Age: 42
Residence: Portland, OR. When I was 28 I decided to move back to Denmark. I had 9 job interviews and a place to stay for 30 days. Somehow I made it work. I lived in Copenhagen for 6-1/2 years working for IBM and attempted to find out what it meant to me to be Danish. I found that I am as much DANISH-African American in America as I am Danish-AFRICAN AMERICAN when in Denmark. I also found out that I am “OK” with that. Even if I am just a culture of one it is still part of the great diversity of culture that makes up the USA. I moved back to the States in 2006.
Occupation: I am a network security engineer focused upon security solutions for financial institutions. The best way of explaining it is to tell people that I’m one of the people who make it so they can bank from home, get a car loan, pay bills online, and use an ATM and know that their money is safe.
Have your attitudes towards race and/or identity changed since you were interviewed for BWO? I think that racial identification means even less to me today then it did when I was younger. That isn’t to say that I don’t know that it still exists and that it can both help and harm people with its power; it is to say that I feel the validity of the argument that one is or isn’t of a racial group has even less meaning then it did before. When Senator Obama first started running for the Democratic nomination, there were even some people asking if he was “really black” or “black enough.” There is no definition as to what it takes to be counted as black…or white for that matter. “Black people” used to be described as being from this or that country, or town, or village or tribe. “White people” used to be described as French, or German, English or Dutch, from this town or that community. In the history of human society, the definitions of “black” or “white” is relatively new and nobody can seem to agree exactly what makes someone one race or another. We take general physical attributes and say if enough of them show up together you must be of a specific ethnic group. In truth there are black people who are lighter in hue than Mitt Romney, and white people who are darker then I am. When someone asks me what race I am, I have to ask them what they mean by race. What does it mean to be black, or white?
Something that’s stayed the same? The one thing that has stayed the same is that I am still learning. I haven’t passed on the lessons that I have learned regarding race to the next generation, but I can show the world my views in how I treat the people around me, and I can learn from them. I am still open to new views and ideas, and I hope that I always will be.

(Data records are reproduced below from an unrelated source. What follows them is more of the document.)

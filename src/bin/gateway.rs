//! Storage Gateway CLI
//!
//! Runs gateway operations against a directory-backed primary store

use anyhow::{bail, Context};
use clap::{Parser, Subcommand};
use std::fs;
use std::io::Write;
use std::path::PathBuf;
use std::sync::Arc;
use storage_gateway::{
    EntryKind, FileShardStore, GatewayConfig, LocalStore, MemoryShardStore, ShardStore,
    StorageGateway,
};
use tracing::{debug, info};

#[derive(Parser, Debug)]
#[command(name = "storage-gateway")]
#[command(about = "Object store facade with existence cache, retention copies and mirroring")]
struct Args {
    /// Directory used as the primary store
    #[arg(short = 'r', long)]
    root: PathBuf,

    /// Gateway configuration (TOML)
    #[arg(short = 'c', long)]
    config: Option<PathBuf>,

    /// Persist the existence cache in this directory
    #[arg(long)]
    cache_dir: Option<PathBuf>,

    #[command(subcommand)]
    command: Command,
}

#[derive(Subcommand, Debug)]
enum Command {
    /// Upload a local file
    Put { path: String, file: PathBuf },
    /// Print or save a file
    Get {
        path: String,
        #[arg(short, long)]
        out: Option<PathBuf>,
    },
    /// Delete a file
    Rm { path: String },
    /// Rename a file
    Mv { from: String, to: String },
    /// Copy a file
    Cp { from: String, to: String },
    /// Check whether a file exists
    Exists { path: String },
    /// List a directory
    Ls {
        #[arg(default_value = "")]
        dir: String,
        #[arg(short = 'R', long)]
        recursive: bool,
    },
    /// Show file metadata as JSON
    Stat { path: String },
}

fn main() -> anyhow::Result<()> {
    tracing_subscriber::fmt()
        .with_env_filter(
            tracing_subscriber::EnvFilter::from_default_env()
                .add_directive(tracing::Level::INFO.into()),
        )
        .with_writer(std::io::stderr)
        .init();

    let args = Args::parse();

    let config = match &args.config {
        Some(path) => GatewayConfig::from_file(path)
            .with_context(|| format!("loading config {:?}", path))?,
        None => GatewayConfig::default(),
    };
    debug!("Config: {:?}", config);

    let primary = LocalStore::new(&args.root)
        .with_context(|| format!("opening primary store {:?}", args.root))?;
    let shard_store: Arc<dyn ShardStore> = match &args.cache_dir {
        Some(dir) => Arc::new(FileShardStore::new(dir)?),
        None => Arc::new(MemoryShardStore::new()),
    };

    let gateway = StorageGateway::from_config(&config, Arc::new(primary), shard_store)?;
    info!("Primary store: {:?}", args.root);

    run(&gateway, args.command)
}

fn run(gateway: &StorageGateway, command: Command) -> anyhow::Result<()> {
    match command {
        Command::Put { path, file } => {
            let data = fs::read(&file).with_context(|| format!("reading {:?}", file))?;
            let meta = gateway.write(&path, &data)?;
            println!("{}", serde_json::to_string_pretty(&meta)?);
        }
        Command::Get { path, out } => {
            let Some(file) = gateway.read(&path)? else {
                bail!("{} not found", path);
            };
            match out {
                Some(out) => fs::write(&out, &file.contents)?,
                None => std::io::stdout().write_all(&file.contents)?,
            }
        }
        Command::Rm { path } => {
            if !gateway.delete(&path)? {
                bail!("{} not found", path);
            }
        }
        Command::Mv { from, to } => {
            if !gateway.rename(&from, &to)? {
                bail!("{} not found", from);
            }
        }
        Command::Cp { from, to } => {
            if !gateway.copy(&from, &to)? {
                bail!("{} not found", from);
            }
        }
        Command::Exists { path } => {
            let exists = gateway.has(&path)?;
            println!("{}", exists);
            if !exists {
                std::process::exit(1);
            }
        }
        Command::Ls { dir, recursive } => {
            for entry in gateway.list_contents(&dir, recursive)? {
                match entry.kind {
                    EntryKind::Dir => println!("{}/", entry.path),
                    EntryKind::File => {
                        println!("{:>12}  {}", entry.size.unwrap_or(0), entry.path)
                    }
                }
            }
        }
        Command::Stat { path } => {
            let Some(meta) = gateway.get_metadata(&path)? else {
                bail!("{} not found", path);
            };
            println!("{}", serde_json::to_string_pretty(&meta)?);
        }
    }
    Ok(())
}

Any ways you’ve seen our society evolve in terms of attitudes about mixed race people? In ways, I think my wishes that more families had people of other ethnic backgrounds in them is coming true. When I look on social media sites like Facebook and see the pictures of family members of friends that I thought long lost, I see pictures of children and sometimes grandchildren who are more like a Benetton add than a single hue of people you would see in the 70s when I was born. When I walk down the street, I am not the only person with tan skin and a look that isn’t easy to pigeonhole. People no longer ask me “what are you,” but rather “who are you.”
Did anything significant happen as a result of participating in this book? The only thing that happened to me was when I read the book and felt the lives of the other people who shared of themselves. It helped me to see that the issues that I was dealing with were shared by others, both the good and the bad. It helped me to not only see paths that I took and how others traversed them but also the paths that I didn’t take. I always knew that I was lucky, but in reading the book I saw even more clearly how my mother was the one who protected me, guided me and raised me to understand that I am who I am and I cannot be defined by others unless I give them that power. Where some kids were pushed to decide which race they were, or left flapping in the wind in their quest to discover their own answers as to who they were, I was lucky enough to have a guide who both protected me from the worst and gave me the freedom to discover who I am in my own way.
Any general comments? With the birth rate going the way it is, the next book will have to be titled “Other, Black, and White” as we “others” will be the largest group.